Papers to leave behind the terror of Honduras' 'gangs'
The Yeni, a 33-year-old resident of Girona, has already submitted the application to obtain the work permit with the help of advisors
Yeni Sánchez, 33 years old, is Honduran and has been living in Girona with her husband for three years. She has two children, a boy and a girl. In recent months, she has been living in an irregular situation after losing international protection. This week, however, she has been able to apply for the "extraordinary regulation for migrants. She has already submitted the application and, within weeks, she expects to have the provisional response to obtain residence and work permits. "It has been a horrible few months, but now I'm starting to feel calm and very hopeful," she explains.
Sánchez decided to leave Honduras because she lived in a very dangerous neighborhood in Tegucigalpa, controlled by drug trafficking "pandillas". "We had a food business, but my mother died and I wasn't well enough to open it. Every month we had to pay a certain amount of our earnings to the pandillas, but for a few months we couldn't comply and we received a threatening note saying that if we didn't pay, we could imagine what would happen to us," she recalls with a lump in her throat.

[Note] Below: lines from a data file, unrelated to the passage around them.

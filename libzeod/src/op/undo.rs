use super::OpError;
use super::OpResult;
use crate::byte_store::WriteBatch;
use crate::ctx::Ctx;
use crate::id::Oid;
use crate::id::Tid;
use crate::id::Transaction;
use crate::keys::marker_key;
use crate::keys::revision_key;
use crate::keys::revision_range_before;
use crate::keys::txn_key;
use crate::record::decode;
use crate::record::encode;
use crate::record::RevisionRecord;
use crate::record::TxnRecord;
use std::sync::atomic::Ordering::Relaxed;
use std::sync::Arc;
use tracing::debug;

pub struct OpUndoInput {
  pub txn: Transaction,
  /// The committed transaction to revert.
  pub undo_tid: Tid,
}

pub struct OpUndoOutput {
  pub tid: Tid,
  pub oids: Vec<Oid>,
}

/// Within the active transaction, writes revisions restoring every object of `undo_tid` to its state before that transaction. Objects it created are uncreated.
pub(crate) async fn op_undo(ctx: Arc<Ctx>, req: OpUndoInput) -> OpResult<OpUndoOutput> {
  let mut state = ctx.txn.lock().await;
  let Some(active) = state.as_mut().filter(|a| a.is_current(&req.txn)) else {
    return Err(OpError::NotCurrentTransaction);
  };
  if req.undo_tid > ctx.last_tid() {
    return Err(OpError::UndoNotFound);
  };
  let Some(raw) = ctx.store.get(&txn_key(req.undo_tid)) else {
    return Err(OpError::UndoNotFound);
  };
  let record: TxnRecord = decode("transaction", &raw)?;

  let mut batch = WriteBatch::new();
  for &oid in record.oids.iter() {
    let current = ctx.committed_revision(oid)?.map(|(tid, _)| tid);
    if current != Some(req.undo_tid) || active.oids.contains(&oid) {
      return Err(OpError::UndoConflict(oid));
    };
    let (start, end) = revision_range_before(oid, req.undo_tid);
    let restored = match ctx.store.last_in_range(&start, &end) {
      Some((_, raw)) => decode::<RevisionRecord>("revision", &raw)?,
      None => RevisionRecord {
        data: None,
        refs: Vec::new(),
      },
    };
    batch.put(revision_key(oid, active.tid), encode(&restored));
    batch.put(marker_key(oid), Vec::new());
  }
  active.oids.extend(record.oids.iter().copied());
  ctx.store.commit(batch).await?;

  debug!(undone = %req.undo_tid, tid = %active.tid, objects = record.oids.len(), "undid transaction");
  ctx.metrics.0.undo_count.fetch_add(1, Relaxed);
  Ok(OpUndoOutput {
    tid: active.tid,
    oids: record.oids,
  })
}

That extortion was the final step to leave the country. First, they spent a year in another town for safety and, finally, encouraged by her sister, who already lived in Girona, Sánchez boarded a plane in March 2023 with her youngest daughter, aged 7, and six months pregnant. A few months later, her husband also crossed the Atlantic.
Obtaining and losing international protection
scams looking to take advantage of people in vulnerable situationsFaced with this setback, unable to work, the family considered returning to Honduras, despite the danger this entailed. Yeni's sister, however, convinced them to stay. She welcomed them into her home, all very cramped, and helped them financially. "But it's very complicated to live when your bank accounts are frozen or canceled, when you can't make purchases with a card, or when many procedures require an ID card that you don't have," she criticizes.

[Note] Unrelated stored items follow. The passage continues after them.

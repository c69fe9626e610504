//! Critical path computation entry point.
//!
//! Selects the AoA or AoN pipeline, runs
//! build -> forward pass -> backward pass -> slack -> extraction,
//! and returns the result together with the annotated graph.

use crate::aoa::{self, AoaGraph};
use crate::aon::{self, AonGraph};
use crate::config::CpmConfig;
use crate::error::CpmError;
use crate::models::{Activity, CriticalPathResult, GraphType};
use crate::{log_passes, log_summary};

/// The annotated network a computation produced.
#[derive(Clone, Debug)]
pub enum Graph {
    Aoa(AoaGraph),
    Aon(AonGraph),
}

/// Result of `calculate_critical_path`.
///
/// `graph` is `None` when there was nothing to compute (no activities, or
/// AoA input without any `"<from>-<to>"` token); callers should treat that
/// as "nothing to render", not as an error.
#[derive(Clone, Debug)]
pub struct CpmOutput {
    pub result: CriticalPathResult,
    pub graph: Option<Graph>,
}

impl CpmOutput {
    fn empty() -> Self {
        Self {
            result: CriticalPathResult::default(),
            graph: None,
        }
    }
}

/// Compute the critical path of `activities` in the given representation.
///
/// For AoA the result path is one ordered walk along zero-slack edges and the
/// total duration is the largest event time. For AoN the result path is the
/// set of critical activities in input order and the total duration is the
/// largest early finish.
///
/// # Errors
/// * `CpmError::CircularDependency` if the precedence structure has a cycle
/// * `CpmError::MalformedToken` for an AoA token that is not `"<from>-<to>"`
/// * `CpmError::UnresolvedDependency` for an unknown AoN predecessor name
///   (unless the config allows it)
pub fn calculate_critical_path(
    activities: &[Activity],
    graph_type: GraphType,
    config: &CpmConfig,
) -> Result<CpmOutput, CpmError> {
    let verbosity = config.verbosity;

    if activities.is_empty() {
        log_summary!(verbosity, "{}: no activities", graph_type);
        return Ok(CpmOutput::empty());
    }

    let output = match graph_type {
        GraphType::Aoa => {
            if !aoa::is_aoa_shaped(activities) {
                log_summary!(verbosity, "AoA: no \"<from>-<to>\" dependencies, nothing to compute");
                return Ok(CpmOutput::empty());
            }
            calculate_aoa(activities, config)?
        }
        GraphType::Aon => calculate_aon(activities, config)?,
    };

    log_summary!(
        verbosity,
        "{}: total duration {}, critical path [{}]",
        graph_type,
        output.result.total_duration,
        output.result.critical_path.join(" > ")
    );

    Ok(output)
}

fn calculate_aoa(activities: &[Activity], config: &CpmConfig) -> Result<CpmOutput, CpmError> {
    let verbosity = config.verbosity;

    let mut graph = AoaGraph::build(activities)?;
    let order = graph.topological_order()?;
    log_passes!(
        verbosity,
        "AoA graph: {} event nodes, {} edges",
        graph.nodes.len(),
        graph.edges.len()
    );

    let total_duration = aoa::forward_pass(&mut graph, &order, verbosity);
    log_passes!(verbosity, "AoA forward pass: project duration {}", total_duration);

    aoa::backward_pass(&mut graph, &order, total_duration, verbosity);
    aoa::compute_slack(&mut graph, config);
    log_passes!(
        verbosity,
        "AoA slack: {} of {} edges critical",
        graph.edges.iter().filter(|e| e.is_critical).count(),
        graph.edges.len()
    );

    let critical_path = graph.critical_path();

    Ok(CpmOutput {
        result: CriticalPathResult {
            critical_path,
            total_duration,
        },
        graph: Some(Graph::Aoa(graph)),
    })
}

fn calculate_aon(activities: &[Activity], config: &CpmConfig) -> Result<CpmOutput, CpmError> {
    let verbosity = config.verbosity;

    let mut graph = AonGraph::build(activities, config)?;
    let order = graph.topological_order()?;
    log_passes!(verbosity, "AoN graph: {} activities", graph.activities.len());

    let total_duration = aon::forward_pass(&mut graph, &order, verbosity);
    log_passes!(verbosity, "AoN forward pass: project duration {}", total_duration);

    aon::backward_pass(&mut graph, &order, total_duration, verbosity);
    aon::compute_slack(&mut graph, config);

    let critical_path = graph.critical_activities();
    log_passes!(
        verbosity,
        "AoN slack: {} of {} activities critical",
        critical_path.len(),
        graph.activities.len()
    );

    Ok(CpmOutput {
        result: CriticalPathResult {
            critical_path,
            total_duration,
        },
        graph: Some(Graph::Aon(graph)),
    })
}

Until the news of the extraordinary regularization opened a horizon of hope: as former applicants for international protection and long-term residents, they meet the vulnerability requirements.
20% of immigrants come from Honduras
Honduras is the main country of origin for immigrants in Girona: they are almost 5,000 people, 20% of the total immigrant population, and ahead of the 4,500 neighbors originally from Morocco. “I like Girona, and my children too. I am proud of my country, but there is a lack of security there and a lot of crime, they can kill you on the street. Here we can go to the park with the children, they have made friends and everything is very beautiful,” concludes Sánchez.

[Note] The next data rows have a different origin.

//! Activity-on-Node networks.
//!
//! Activities are nodes; precedence is implied by each activity naming its
//! predecessors.

mod graph;
mod passes;

pub use graph::{ActivityNode, AonGraph};
pub use passes::{backward_pass, compute_slack, forward_pass};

To be able to move forward with the process, the family has had to save and allocate some money to the help and advice of a specialized law firm. It is the same one that helped his sister and other Honduran families. "Without help or an intermediary it is almost impossible to know who you have to contact; I would not have achieved it alone," she admits, and regrets the complexity of the procedures, the technical language and also the scams that seek to take advantage of vulnerable people.
The help of a law firm
In these cases, the laws are not very intuitive. "Asylum seekers do not have the months in which they have obtained protection counted towards their period of stay. In cases like Yeni's, one must make the sacrifice of renouncing an appeal against the denial of protection in order to have six months of stay, even if they are undocumented and unemployed, prior to the application for regularization," explains Mireia Risco, a lawyer at the Lleal Tulsà consultancy, who handles Yeni's case.
Extraordinary regularization has also fueled anti-immigration discourse that invokes the myths of the pull factor or preferential treatment for foreigners. "It is very easy to use this topic during campaigns, but in reality, more than 70% of the people who will benefit have been here for two or three years. They are integrated. Many are families who at school don't even know they are going through this situation, because they are hardworking, they stick together, and they handle it with great discretion," explains lawyer Anna Vilaró, from the same firm. And she concludes: "Many of these people will start contributing to social security instead of working in the underground economy."
In fact, when he obtains his permit, Sánchez is clear about what he wants to do: “I want to work and study to be a forensic doctor”.